Dimensioning rough boards by breaking them down into smaller, precisely sized parts is one of the key first steps in any woodworking project. This preliminary process certainly isn’t the most glamorous part of working wood, but virtually every skilled artisan will agree it’s one of the key steps for achieving consistent, high-quality results.
In this video, artisan Eric Matson, who is the Director of the University of Rio Grande’s Fine Woodworking Program, walks us through the same eight steps Eric’s students must master early in their college training. Eric explains how even twisted, cupped, bowed or kinked boards can be quickly and safely broken down into smaller rough parts, which can then be milled to tight tolerances and made ready for jointing and other more refined processes. In part one of this two part series, you’ll learn how to rough cut boards to length, rip to rough width, joint one face flat, and plane both faces to thickness. But there’s more to Eric’s approach than just these basic steps. Eric also shows you how to stay organized and mill parts in batches, and why it’s important to prepare extra parts for set-up, testing, and disaster recovery. His entire approach offers you a comprehensive strategy that will help you achieve the tight tolerances essential for master quality work. — Keith (11 Minute Woodworking Video)
Eric Matson is the Director of the Fine Woodworking Program at Rio Grand University. Rio Grande offers a one year certificate program, as well as two year associates and four year college degree programs. Graduates have the skills and knowledge to be productive in custom furniture shops and architectural/cabinet shops. Rio Grande (pronounced rye-oh) is in Southern Ohio.
Curious about your second step. I realize everyone does these things differently. But why not rip stock to rough size with a band saw instead of a table saw? There would be no risk of kickback. On the table saw, a twist on the bottom or a curve on the edge might cause kickback. The down side is that you’d have to draw a line on the stock when you use the band saw, but isn’t that extra time worth not having to rip stock that isn’t flat on the bottom and on the edge? Maybe I’m a little extra sensitive because I had a kick-back incident last year.
Keith’s Note: Mitch – This is a very good cautionary consideration that doesn’t hurt to emphasize. If a woodworker is concerned that rough stock is not stable enough to run through the tablesaw, then Eric does advise that you use a band saw or jigsaw to make those cuts. Another thought and as an alternative, I often take a hand plane and knock the high spots off a board so that it lays flat enough to comfortably run through the tablesaw.

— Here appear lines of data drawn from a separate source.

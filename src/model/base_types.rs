//! Base type names per equipment class
//!
//! Sourced from the game's base item data. Only classes that can take part
//! in a vendor recipe are listed.

use super::ItemClass;

pub(super) static BASE_TYPES: &[(ItemClass, &[&str])] = &[
    (ItemClass::Amulet, &[
        "Agate Amulet", "Amber Amulet", "Blue Pearl Amulet", "Citrine Amulet",
        "Coral Amulet", "Gold Amulet", "Jade Amulet", "Lapis Amulet",
        "Marble Amulet", "Onyx Amulet", "Paua Amulet", "Seaglass Amulet",
        "Simplex Amulet", "Turquoise Amulet",
    ]),
    (ItemClass::Belt, &[
        "Chain Belt", "Cloth Belt", "Crystal Belt", "Heavy Belt",
        "Leather Belt", "Rustic Sash", "Studded Belt", "Stygian Vise",
        "Vanguard Belt",
    ]),
    (ItemClass::Boots, &[
        "Ambush Boots", "Antique Greaves", "Assassin's Boots", "Bronzescale Boots",
        "Carnal Boots", "Chain Boots", "Clasped Boots", "Conjurer Boots",
        "Crusader Boots", "Deerskin Boots", "Dragonscale Boots", "Eelskin Boots",
        "Goathide Boots", "Golden Caligae", "Iron Greaves", "Leatherscale Boots",
        "Mesh Boots", "Murder Boots", "Nubuck Boots", "Plated Greaves",
        "Riveted Boots", "Samite Slippers", "Satin Slippers", "Shackled Boots",
        "Shagreen Boots", "Sharkskin Boots", "Silk Slippers", "Slink Boots",
        "Soldier Boots", "Sorcerer Boots", "Stealth Boots", "Steel Greaves",
        "Titan Greaves", "Two-Toned Boots", "Vaal Greaves", "Wool Shoes",
        "Wrapped Boots", "Zealot Boots",
    ]),
    (ItemClass::Bow, &[
        "Assassin Bow", "Bone Bow", "Citadel Bow", "Composite Bow",
        "Compound Bow", "Crude Bow", "Death Bow", "Decimation Bow",
        "Decurve Bow", "Grove Bow", "Harbinger Bow", "Highborn Bow",
        "Imperial Bow", "Ivory Bow", "Long Bow", "Maraketh Bow",
        "Ranger Bow", "Recurve Bow", "Reflex Bow", "Royal Bow",
        "Short Bow", "Sniper Bow", "Spine Bow", "Steelwood Bow",
        "Thicket Bow",
    ]),
    (ItemClass::BodyArmour, &[
        "Arena Plate", "Assassin's Garb", "Astral Plate", "Battle Lamellar",
        "Battle Plate", "Blood Raiment", "Bone Armour", "Bronze Plate",
        "Buckskin Tunic", "Cabalist Regalia", "Carnal Armour", "Chain Hauberk",
        "Chainmail Doublet", "Chainmail Tunic", "Chainmail Vest", "Chestplate",
        "Colosseum Plate", "Commander's Brigandine", "Conjurer's Vestment",
        "Conquest Chainmail", "Copper Plate", "Coronal Leather", "Cutthroat's Garb",
        "Desert Brigandine", "Destiny Leather", "Destroyer Regalia", "Devout Chainmail",
        "Elegant Ringmail", "Exquisite Leather", "Field Lamellar", "Frontier Leather",
        "Full Chainmail", "Full Dragonscale", "Full Leather", "Full Plate",
        "Full Ringmail", "Full Scale Armour", "Full Wyrmscale", "General's Brigandine",
        "Gladiator Plate", "Glorious Leather", "Glorious Plate", "Golden Mantle",
        "Golden Plate", "Holy Chainmail", "Hussar Brigandine", "Infantry Brigandine",
        "Lacquered Garb", "Latticed Ringmail", "Light Brigandine", "Lordly Plate",
        "Loricated Ringmail", "Mage's Vestment", "Majestic Plate", "Necromancer Silks",
        "Occultist's Vestment", "Oiled Coat", "Oiled Vest", "Ornate Ringmail",
        "Padded Jacket", "Padded Vest", "Plate Vest", "Quilted Jacket",
        "Ringmail Coat", "Sacrificial Garb", "Sadist Garb", "Sage's Robe",
        "Saint's Hauberk", "Saintly Chainmail", "Savant's Robe", "Scale Doublet",
        "Scale Vest", "Scarlet Raiment", "Scholar's Robe", "Sentinel Jacket",
        "Shabby Jerkin", "Sharkskin Tunic", "Silk Robe", "Silken Garb",
        "Silken Vest", "Silken Wrap", "Simple Robe", "Sleek Coat",
        "Soldier's Brigandine", "Spidersilk Robe", "Strapped Leather", "Sun Leather",
        "Sun Plate", "Thief's Garb", "Triumphant Lamellar", "Vaal Regalia",
        "Varnished Coat", "War Plate", "Waxed Garb", "Widowsilk Robe",
        "Wild Leather", "Wyrmscale Doublet", "Zodiac Leather",
    ]),
    (ItemClass::Claw, &[
        "Awl", "Blinder", "Cat's Paw", "Double Claw", "Eagle Claw",
        "Eye Gouger", "Fright Claw", "Gemini Claw", "Gouger", "Great White Claw",
        "Hellion's Paw", "Imperial Claw", "Nailed Fist", "Prehistoric Claw",
        "Sharktooth Claw", "Sparkling Claw", "Terror Claw", "Thresher Claw",
        "Throat Stabber", "Tiger's Paw", "Timeworn Claw", "Twin Claw",
        "Vaal Claw",
    ]),
    (ItemClass::Dagger, &[
        "Ambusher", "Boot Blade", "Boot Knife", "Butcher Knife", "Carving Knife",
        "Copper Kris", "Demon Dagger", "Ezomyte Dagger", "Fiend Dagger", "Flaying Knife",
        "Glass Shank", "Golden Kris", "Gutting Knife", "Imp Dagger", "Imperial Skean",
        "Platinum Kris", "Poignard", "Prong Dagger", "Royal Skean", "Sai",
        "Skean", "Skinning Knife", "Slaughter Knife", "Stiletto", "Trisula",
    ]),
    (ItemClass::Gloves, &[
        "Ambush Mitts", "Ancient Gauntlets", "Antique Gauntlets", "Arcanist Gloves",
        "Assassin's Mitts", "Bronze Gauntlets", "Bronzescale Gauntlets", "Carnal Mitts",
        "Chain Gloves", "Clasped Mitts", "Conjurer Gloves", "Crusader Gloves",
        "Deerskin Gloves", "Dragonscale Gauntlets", "Eelskin Gloves", "Embroidered Gloves",
        "Fingerless Silk Gloves", "Fishscale Gauntlets", "Goathide Gloves", "Golden Bracers",
        "Gripped Gloves", "Hydrascale Gauntlets", "Iron Gauntlets", "Ironscale Gauntlets",
        "Leatherscale Gloves", "Mesh Gloves", "Murder Mitts", "Nubuck Gloves",
        "Plated Gauntlets", "Rawhide Gloves", "Riveted Gloves", "Samite Gloves",
        "Satin Gloves", "Serpentscale Gauntlets", "Shagreen Gloves", "Sharkskin Gloves",
        "Silk Gloves", "Slink Gloves", "Soldier Gloves", "Sorcerer Gloves",
        "Spiked Gloves", "Stealth Gloves", "Steel Gauntlets", "Titan Gauntlets",
        "Trapper Mitts", "Vaal Gauntlets", "Velvet Gloves", "Wool Gloves",
        "Wrapped Mitts", "Zealot Gloves",
    ]),
    (ItemClass::Helmet, &[
        "Aventail Helmet", "Barbute Helmet", "Bone Circlet", "Bone Helmet",
        "Close Helmet", "Cone Helmet", "Crusader Helmet", "Deicide Mask",
        "Eternal Burgonet", "Ezomyte Burgonet", "Fencer Helm", "Festival Mask",
        "Fluted Bascinet", "Gilded Sallet", "Gladiator Helmet", "Golden Mask",
        "Golden Wreath", "Great Crown", "Great Helmet", "Harlequin Mask",
        "Hubris Circlet", "Hunter Hood", "Iron Circlet", "Iron Hat",
        "Iron Mask", "Lacquered Helmet", "Leather Cap", "Leather Hood",
        "Lion Pelt", "Lunaris Circlet", "Magistrate Crown", "Mind Cage",
        "Necromancer Circlet", "Nightmare Bascinet", "Noble Tricorne", "Pig-Faced Bascinet",
        "Plague Mask", "Praetor Crown", "Prophet Crown", "Raven Mask",
        "Reaver Helmet", "Regicide Mask", "Royal Burgonet", "Rusted Coif",
        "Sallet", "Samite Helmet", "Scare Mask", "Secutor Helm",
        "Siege Helmet", "Silken Hood", "Sinner Tricorne", "Solaris Circlet",
        "Soldier Helmet", "Steel Circlet", "Torture Cage", "Tribal Circlet",
        "Tricorne", "Ursine Pelt", "Vaal Mask", "Vine Circlet",
        "Visored Sallet", "Wolf Pelt", "Zealot Helmet",
    ]),
    (ItemClass::OneHandAxe, &[
        "Arming Axe", "Boarding Axe", "Butcher Axe", "Cleaver", "Engraved Hatchet",
        "Etched Hatchet", "Infernal Axe", "Jade Hatchet", "Jasper Axe", "Karui Axe",
        "Reaver Axe", "Runic Hatchet", "Rusted Hatchet", "Siege Axe", "Spectral Axe",
        "Tomahawk", "Vaal Hatchet", "Wraith Axe", "Wrist Chopper",
    ]),
    (ItemClass::OneHandMace, &[
        "Ancestral Club", "Auric Mace", "Barbed Club", "Behemoth Mace", "Bladed Mace",
        "Ceremonial Mace", "Dragon Mace", "Driftwood Club", "Flanged Mace", "Gavel",
        "Legion Hammer", "Nightmare Mace", "Ornate Mace", "Pernach", "Phantom Mace",
        "Rock Breaker", "Spiked Club", "Stone Hammer", "Tenderizer", "Tribal Club",
        "War Hammer", "Wyrm Mace",
    ]),
    (ItemClass::OneHandSword, &[
        "Ancient Sword", "Battle Sword", "Broad Sword", "Copper Sword", "Corsair Sword",
        "Cutlass", "Elder Sword", "Elegant Sword", "Eternal Sword", "Gemstone Sword",
        "Gladius", "Graceful Sword", "Hook Sword", "Legion Sword", "Rusted Sword",
        "Sabre", "Tiger Hook", "Twilight Blade", "Vaal Blade", "War Sword",
        "Basket Rapier", "Courtesan Sword", "Dragonbone Rapier", "Dragoon Sword",
        "Estoc", "Fancy Foil", "Harpy Rapier", "Jewelled Foil", "Pecoraro",
        "Primeval Rapier", "Rusted Spike", "Serrated Foil", "Smallsword",
        "Spiraled Foil", "Thorn Rapier", "Vaal Rapier", "Whalebone Rapier",
        "Wyrmbone Rapier",
    ]),
    (ItemClass::Quiver, &[
        "Blunt Arrow Quiver", "Broadhead Arrow Quiver", "Conductive Quiver",
        "Feathered Arrow Quiver", "Fire Arrow Quiver", "Heavy Quiver",
        "Light Quiver", "Penetrating Arrow Quiver", "Serrated Arrow Quiver",
        "Sharktooth Arrow Quiver", "Spike-Point Arrow Quiver", "Two-Point Arrow Quiver",
    ]),
    (ItemClass::Ring, &[
        "Amethyst Ring", "Breach Ring", "Cerulean Ring", "Coral Ring",
        "Diamond Ring", "Gold Ring", "Iolite Ring", "Iron Ring",
        "Moonstone Ring", "Opal Ring", "Paua Ring", "Prismatic Ring",
        "Ruby Ring", "Sapphire Ring", "Steel Ring", "Topaz Ring",
        "Two-Stone Ring", "Unset Ring", "Vermillion Ring",
    ]),
    (ItemClass::Sceptre, &[
        "Abyssal Sceptre", "Blood Sceptre", "Bronze Sceptre", "Carnal Sceptre",
        "Crystal Sceptre", "Darkwood Sceptre", "Driftwood Sceptre", "Grinning Fetish",
        "Horned Sceptre", "Iron Sceptre", "Karui Sceptre", "Lead Sceptre",
        "Ochre Sceptre", "Opal Sceptre", "Platinum Sceptre", "Quartz Sceptre",
        "Ritual Sceptre", "Royal Sceptre", "Sambar Sceptre", "Sekhem",
        "Shadow Sceptre", "Stag Sceptre", "Tyrant's Sekhem", "Vaal Sceptre",
        "Void Sceptre",
    ]),
    (ItemClass::Shield, &[
        "Alder Spiked Shield", "Ancient Spirit Shield", "Archon Kite Shield", "Bone Spirit Shield",
        "Brass Spirit Shield", "Branded Kite Shield", "Bronze Tower Shield", "Buckskin Tower Shield",
        "Burnished Spiked Shield", "Cardinal Round Shield", "Ceremonial Kite Shield", "Chiming Spirit Shield",
        "Colossal Tower Shield", "Compound Spiked Shield", "Copper Tower Shield", "Corroded Tower Shield",
        "Crested Tower Shield", "Crimson Round Shield", "Ebony Tower Shield", "Elegant Round Shield",
        "Enameled Buckler", "Ezomyte Spiked Shield", "Ezomyte Tower Shield", "Fossilised Spirit Shield",
        "Girded Tower Shield", "Gilded Buckler", "Golden Buckler", "Harmonic Spirit Shield",
        "Hammered Buckler", "Imperial Buckler", "Ironwood Buckler", "Ivory Spirit Shield",
        "Jingling Spirit Shield", "Lacewood Spirit Shield", "Laminated Kite Shield", "Linden Kite Shield",
        "Mahogany Tower Shield", "Mirrored Spiked Shield", "Oak Buckler", "Ornate Spiked Shield",
        "Painted Buckler", "Painted Tower Shield", "Pine Buckler", "Plank Kite Shield",
        "Polished Spiked Shield", "Reinforced Kite Shield", "Reinforced Tower Shield", "Rawhide Tower Shield",
        "Redwood Spiked Shield", "Rotted Round Shield", "Sharpened Spiked Shield", "Shagreen Tower Shield",
        "Spiked Bundle", "Spiked Round Shield", "Splendid Round Shield", "Steel Kite Shield",
        "Studded Round Shield", "Supreme Spiked Shield", "Tarnished Spirit Shield", "Teak Round Shield",
        "Titanium Spirit Shield", "Twig Spirit Shield", "Vaal Buckler", "Vaal Spirit Shield",
        "War Buckler", "Yew Spirit Shield",
    ]),
    (ItemClass::Staff, &[
        "Crescent Staff", "Eclipse Staff", "Gnarled Branch", "Highborn Staff", "Imperial Staff",
        "Lathi", "Long Staff", "Primitive Staff", "Primordial Staff", "Quarterstaff",
        "Royal Staff", "Woodful Staff",
    ]),
    (ItemClass::TwoHandAxe, &[
        "Abyssal Axe", "Dagger Axe", "Despot Axe", "Double Axe", "Ezomyte Axe",
        "Fleshripper", "Gilded Axe", "Headsman Axe", "Jade Chopper", "Jasper Chopper",
        "Karui Chopper", "Labrys", "Noble Axe", "Poleaxe", "Shadow Axe",
        "Splitting Axe", "Stone Axe", "Sundering Axe", "Talon Axe", "Timber Axe",
        "Vaal Axe", "Void Axe",
    ]),
    (ItemClass::TwoHandMace, &[
        "Brass Maul", "Colossus Mallet", "Coronal Maul", "Driftwood Maul", "Dread Maul",
        "Fright Maul", "Great Mallet", "Imperial Maul", "Jagged Maul", "Karui Maul",
        "Mallet", "Meatgrinder", "Morning Star", "Piledriver", "Sledgehammer",
        "Spiny Maul", "Steelhead", "Terror Maul", "Totemic Maul", "Tribal Maul",
    ]),
    (ItemClass::TwoHandSword, &[
        "Bastard Sword", "Butcher Sword", "Corroded Blade", "Curved Blade", "Engraved Greatsword",
        "Etched Greatsword", "Exquisite Blade", "Ezomyte Blade", "Footman Sword", "Headman's Sword",
        "Highland Blade", "Infernal Sword", "Lion Sword", "Lithe Blade", "Ornate Sword", "Reaver Sword", "Spectral Sword", "Tiger Sword", "Two-Handed Sword",
        "Vaal Greatsword", "Wraith Sword",
    ]),
    (ItemClass::Wand, &[
        "Carved Wand", "Crystal Wand", "Demon's Horn", "Driftwood Wand", "Engraved Wand",
        "Faun's Horn", "Goat's Horn", "Heathen Wand", "Imbued Wand", "Omen Wand",
        "Opal Wand", "Pagan Wand", "Profane Wand", "Prophecy Wand", "Quartz Wand",
        "Sage Wand", "Serpent Wand", "Spiraled Wand", "Tornado Wand",
    ]),
    (ItemClass::Warstaff, &[
        "Coiled Staff", "Ezomyte Staff", "Foul Staff", "Iron Staff", "Judgement Staff",
        "Maelström Staff", "Military Staff", "Serpentine Staff", "Vile Staff",
    ]),
];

Yes, I’m not a big fan to cutting rough stock down either unless I have to. I have a 10” Jointer / Planer that can handle most material that comes into my shop. This is the order that I usually follow:
Flatten face on jointer
Clean up one edge on jointer
Cut to width plus 1/16” on table saw (clean sides towards the fence and top)
Clean up remaining edge on jointer and remove that extra 1/16”
Flatten remaining face on planer
Cut to length on the table saw or compound miter saw
I group all related pieces in just the same manner that he does…
So Frank, if you rip to final width plus a 1/16 then go back and joint your ripped edge, how do you know for sure that both edges are parallel? And if your worried about your ripped edge not being a sufficent finish due to saw blade marks or burning, wouldn’t you eliminate that through prep anyways?
As far as being afraid of a kick-back when ripping rough stock, there are several ways to help prevent this. Most woodworkers know of a few, and if you look around on the net enough, there are plenty of tips on how to safely saw rough stock, as well there are some attachments available to help prevent kick-back as well.
You can also make a rip sled from plywood that runs along the fence and clamps the rough board to it, that way you have a straight and flat reference surface guiding the rough stock.
Worrying about kickback while sawing isn’t a good thing, and will take your mind off what you are actually doing and can actually make sawing more dangerous. If you are afraid of a certain tool, maybe you need to find another alternative or add some anti-kick-back products, such as a splitter, anti-kick-back rollers, feather boards, or one of the other products made to prevent kick-back.
And yes I know all about kick-back, as I have had a few and bare the scars to prove it. I have just made a few modifications and added safety features to prevent it in the future. I also have my saw blade aligned to the miter slots and fence within .005″ and use anti kick-back blades and other safety devices. But if I was afraid of it, I wouldn’t even try to use it, that’s asking to get hurt.
After planing one face flat why not plane one edge square then thickness. finishing by ripping to width plus a 32nd or 0.5 mm over here in england, finishing at the joiner for a clean square edge.
Keith’s Note: This seems like a reasonable ordering.
I watched this from the other side of the world (Australia), thinking that I was probably not going to learn anything, but I was wrong – I did. I like Eric’s presentation style too. Thank you for providing this.
Keith’s Note: Glad you enjoyed.
I’m also from 10,000 miles away (AUS) and like your style of video by going on the road to various locations and craftsman….different and enjoyable…keep it up.
BTW enjoyed Eric’s hands on tutorial….it was slow and detailed allowing my brain to keep up ….great!